Picking me up, he carried me to the bed and made love to me with a skill that left me feeling warm and cared for, if unsatisfied. It was more than I’d expected, and at the time, I believed it would be enough.

That night also let me know that I wasn’t the first person he’d made love to. In a way, that relieved some of my own guilt. I don’t think I could have stood thinking he’d waited for me.

The rest of that week passed in a blur of sand, sun, water and getting to know each other all over again. Hugh always seemed to know when thoughts of Nick would make me sad or upset me. He’d tease me out of my moods until I was laughing with him. He even bought an outrageous flowered shirt for the baby, surprising me with it one evening while we ate dinner in our suite. I think we both hated to board a plane for home and the real world, but it was inevitable.

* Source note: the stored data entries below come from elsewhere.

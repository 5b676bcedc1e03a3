//! A headless engine for an infinite, virtualized pinboard.
//!
//! For a driver that wires these pieces to a scroll container, see the `pinboard-adapter`
//! crate.
//!
//! The pinboard maps an unbounded 2D scroll space onto a finite, periodically repeating
//! tile pattern:
//! - [`InfinitePlane`] keeps the native scroll offset inside a large plane and silently
//!   recenters it, accumulating the shift in an origin so virtual coordinates never jump.
//! - [`InputController`] folds wheel, touch, drag, press-and-hold and keyboard input into a
//!   single target and eases the native offset toward it every frame.
//! - [`PatternLayout`] buckets tiles into staggered columns that repeat seamlessly in both
//!   directions and enumerates the tile instances a renderer must draw.
//! - [`PaginationTrigger`] asks the data layer for more tiles, debounced.
//!
//! It is UI-agnostic. A host is expected to provide:
//! - the container's rect and native scroll offsets
//! - input events and `now_ms` timestamps
//! - animation frames / timer wakeups when the components ask for them
#![cfg_attr(not(feature = "std"), no_std)]
#![forbid(unsafe_code)]

extern crate alloc;

#[cfg(test)]
extern crate std;

#[macro_use]
mod macros;

mod easing;
mod error;
mod input;
mod key;
mod layout;
mod math;
mod options;
mod pagination;
mod plane;
mod scroll;
mod state;
mod transition;
mod types;
mod viewport;


pub use easing::{EaseStep, ease_axis, ease_step};
pub use error::OptionsError;
pub use input::InputController;
pub use key::{HeightMap, TileKey};
pub use layout::{
    ColumnLayout, PatternLayout, TileMetrics, bucketize, column_count_for_width, column_stagger,
    layout_columns, resolve_heights,
};
pub use options::PinboardOptions;
pub use pagination::PaginationTrigger;
pub use plane::InfinitePlane;
pub use scroll::ScrollStateReader;
pub use state::PinboardState;
pub use transition::ColumnTransition;
pub use types::{
    Axis, ContainerRect, DeltaMode, Key, PageStatus, PointerInput, PointerKind, Recenter,
    TilePlacement, Vec2, Viewport, WheelInput,
};
pub use viewport::ViewportTracker;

We went straight to our new house from the airport and discovered our families had been pretty busy in our absence. While they had taken Hugh at his word about the furniture and decorations, they had done everything else. The refrigerator and pantry was stocked to the brim with food, flowers sat on every flat surface, and the phones and utilities had all been turned on. The Judge had even brought over his tiller and plowed up a garden spot at the back of the five acres.